Rund 200 km lang folgte unsere Straße dem Nordufer des Sognefjords, entlang aller Klippen und Buchten und schenkte uns großartige Blicke über den Fjord. Bald hatten wir die touristischen Regionen hinter uns gelassen, bestes Indiz waren die nur noch sporadisch vorhandenen Campingplätze. Wir hatten uns den weiteren Verlauf der Reise bewußt offen gelassen und nirgendwo vorbestellt. Allmählich wurde ich nachdenklich. Ob wir wohl für acht Personen eine zufriedenstellende Bleibe finden würden? Im Fährhafen von Rysjedalsvika standen wir zum Übersetzen an und blätterten im Internetausdruck von Solund. Mein Blick fiel auf ein Bild mit zwei rot gestrichenen Holzhäusern direkt am Wasser, „Steinsund Marinesenter“ stand darunter. Wir riefen an – ein Glücksgriff wie sich herausstellte.
In den beiden Häusern waren vier gut ausgestattete Ferienwohnungen untergebracht – und gerade heute war eine davon frei geworden. Wie bestellt für uns!
Unsere deutsche Vermieterin versorgte uns mit guten Tipps und selbst geräuchertem Lachs, unsere angelnden Nachbarn täglich mit fangfrischem Fisch. Es war fast wie im Schlaraffenland.

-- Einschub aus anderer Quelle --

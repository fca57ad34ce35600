//! Socket and REST plumbing behind the connection manager.

use futures::{SinkExt, StreamExt};
use tokio_tungstenite::connect_async;
use tokio_tungstenite::tungstenite::protocol::Message as WsMessage;
use tokio_util::sync::CancellationToken;
use tracing::{debug, warn};
use url::Url;

use crate::error::{ClientError, Result};
use crate::events::{ConnectionEvent, EventSender};
use crate::state::CloseKind;

/// Close code reported when a close frame carries no status
const NO_STATUS: u16 = 1005;

/// Handle to an open or opening socket
#[derive(Debug)]
pub struct TransportHandle {
    cancel: CancellationToken,
}

impl TransportHandle {
    pub fn new(cancel: CancellationToken) -> Self {
        Self { cancel }
    }

    /// Close the socket without reporting a `Closed` event
    pub fn close(&self) {
        self.cancel.cancel();
    }

    pub fn is_closed(&self) -> bool {
        self.cancel.is_cancelled()
    }
}

/// Opens sockets and issues REST calls, reporting results as events
///
/// Implementations spawn their own tasks and never block the caller.
pub trait Connector: Send + Sync + 'static {
    /// Open a socket whose events are tagged with `generation`
    fn open(&self, url: Url, generation: u64, events: EventSender) -> TransportHandle;

    /// Fetch the bootstrap history body
    fn fetch_history(&self, url: Url, generation: u64, events: EventSender);

    /// Issue a `DELETE`, reporting failures only
    fn delete(&self, url: Url, events: EventSender);
}

/// Websocket and HTTP connector backed by tokio-tungstenite and reqwest
#[derive(Clone, Debug, Default)]
pub struct WsConnector {
    http: reqwest::Client,
}

impl WsConnector {
    pub fn new() -> Self {
        Self::default()
    }
}

impl Connector for WsConnector {
    fn open(&self, url: Url, generation: u64, events: EventSender) -> TransportHandle {
        let cancel = CancellationToken::new();
        let token = cancel.clone();
        tokio::spawn(async move {
            run_socket(url, generation, events, token).await;
        });
        TransportHandle::new(cancel)
    }

    fn fetch_history(&self, url: Url, generation: u64, events: EventSender) {
        let http = self.http.clone();
        tokio::spawn(async move {
            let result = get_text(&http, url).await.map_err(|e| e.to_string());
            let _ = events.send(ConnectionEvent::HistoryLoaded { generation, result });
        });
    }

    fn delete(&self, url: Url, events: EventSender) {
        let http = self.http.clone();
        tokio::spawn(async move {
            if let Err(e) = send_delete(&http, url.clone()).await {
                warn!(%url, error = %e, "Clear request failed");
                let _ = events.send(ConnectionEvent::RequestFailed {
                    message: format!("Clear failed: {e}"),
                });
            }
        });
    }
}

async fn get_text(http: &reqwest::Client, url: Url) -> Result<String> {
    let response = http.get(url).send().await?;
    let status = response.status();
    if !status.is_success() {
        return Err(ClientError::Status(status.as_u16()));
    }
    Ok(response.text().await?)
}

async fn send_delete(http: &reqwest::Client, url: Url) -> Result<()> {
    let response = http.delete(url).send().await?;
    let status = response.status();
    if !status.is_success() {
        return Err(ClientError::Status(status.as_u16()));
    }
    Ok(())
}

/// Drive one socket until it closes or is cancelled
async fn run_socket(url: Url, generation: u64, events: EventSender, cancel: CancellationToken) {
    let connected = tokio::select! {
        _ = cancel.cancelled() => return,
        result = connect_async(url.as_str()) => result,
    };

    let ws_stream = match connected {
        Ok((ws_stream, _)) => ws_stream,
        Err(e) => {
            report_failure(&events, generation, ClientError::from(e));
            return;
        }
    };

    debug!(generation, "Socket open");
    let _ = events.send(ConnectionEvent::Opened { generation });

    let (mut ws_sink, mut ws_stream) = ws_stream.split();

    loop {
        tokio::select! {
            _ = cancel.cancelled() => {
                let _ = ws_sink.send(WsMessage::Close(None)).await;
                let _ = ws_sink.close().await;
                debug!(generation, "Socket closed locally");
                return;
            }

            frame = ws_stream.next() => {
                match frame {
                    Some(Ok(WsMessage::Text(text))) => {
                        let _ = events.send(ConnectionEvent::Message {
                            generation,
                            text: text.as_str().to_owned(),
                        });
                    }
                    Some(Ok(WsMessage::Close(frame))) => {
                        let code = frame.map_or(NO_STATUS, |f| u16::from(f.code));
                        debug!(generation, code, "Received close frame");
                        let _ = events.send(ConnectionEvent::Closed { generation, code });
                        return;
                    }
                    Some(Ok(_)) => {
                        // Ping/Pong/Binary - ignore
                    }
                    Some(Err(e)) => {
                        report_failure(&events, generation, ClientError::from(e));
                        return;
                    }
                    None => {
                        let _ = events.send(ConnectionEvent::Closed {
                            generation,
                            code: CloseKind::ABNORMAL,
                        });
                        return;
                    }
                }
            }
        }
    }
}

fn report_failure(events: &EventSender, generation: u64, error: ClientError) {
    warn!(generation, error = %error, "Socket failed");
    let _ = events.send(ConnectionEvent::TransportError {
        generation,
        message: error.to_string(),
    });
    let _ = events.send(ConnectionEvent::Closed {
        generation,
        code: CloseKind::ABNORMAL,
    });
}

#[cfg(test)]
mod tests {
    use super::*;

    #[test]
    fn test_handle_close() {
        let handle = TransportHandle::new(CancellationToken::new());
        assert!(!handle.is_closed());
        handle.close();
        assert!(handle.is_closed());
    }

    #[tokio::test]
    async fn test_unreachable_server_reports_abnormal_close() {
        let (tx, mut rx) = tokio::sync::mpsc::unbounded_channel();
        let url = Url::parse("ws://127.0.0.1:1/ws").unwrap();
        let _handle = WsConnector::new().open(url, 3, tx);

        let first = rx.recv().await;
        assert!(matches!(
            first,
            Some(ConnectionEvent::TransportError { generation: 3, .. })
        ));
        assert_eq!(
            rx.recv().await,
            Some(ConnectionEvent::Closed {
                generation: 3,
                code: CloseKind::ABNORMAL
            })
        );
    }
}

Solund ist hauptsächlich bei Bootstouristen bekannt, die hier gerne Station machen und in dem Gewirr dieser Inseln ein Eldorado auf dem Wasser vorfinden. Für Landratten gibt es einige markierte Wege auf die bis zu 500 Meter hohen Erhebungen, doch erforderen das rauhe Konglomerat-Gestein und die Wegführung ab und zu etwas „Geländegängigkeit“. Belohnt wird man mit einer einmaligen Aussicht über die Inseln bis hinüber zum Festland.
Am letzten Tag unseres Aufenthalts verlegten wir unsere Aktivität aufs Wasser. In Hardbakke, der verschlafenen „Inselhauptstadt“, bestiegen wir das Postboot zu einer Rundreise durch das Archipel. Nach Fahrplan lief unser Kapitän-Postboote die einzelnen Inseln an, die oft nur von vier oder fünf, manchmal auch nur von einer einzigen Person bewohnt sind. Meist wurden wir schon freudig am Anleger erwartet und immer mit einem Gruß und einem Winken verabschiedet. Wir waren die einzige Abwechslung an diesem Tag!
Im Sommer mag es ja ganz nett sein, wie Robinson auf seiner Insel zu leben, zumal an einem so strahlend schönen Tag mit wolkenlosem Himmel und spiegelglatter See. Aber im Winter, wenn die Tage kurz sind, wenn Stürme über die Inseln hinweg fegen und meterhohe Wellen die Verbindung zur Außenwelt unmöglich machen?
Wir kreuzten weiter zwischen den Inseln, bis wir auch die alleräußerste erreicht hatten. Der Fahrtwind wehte uns ins Gesicht, Gischt wirbelte hinter dem Boot auf und abertausend Wassertröpfchen funkelten in der Sonne. Vom Festland leuchteten schneebedeckte Gipfel über dem tiefblauen Wasser. Das Klischee war erfüllt.
Für uns hieß es am nächsten Tag Abschied nehmen von dieser Inselwelt. Schon um halb acht standen wir am Fährhafen, um aufs Festland überzusetzen.
Vor uns lag ein langer Fahrtag quer durch Südnorwegen bis Oslo.
Viele Eindrücke nahmen wir mit nach Hause: die vergletscherten Bergriesen des Jotunheimen, die Landschaft am Sognefjord mit all ihren Gegensätzen, die Inselwelt vor seiner Mündung – all dies fanden wir auf einer einzigen Reise!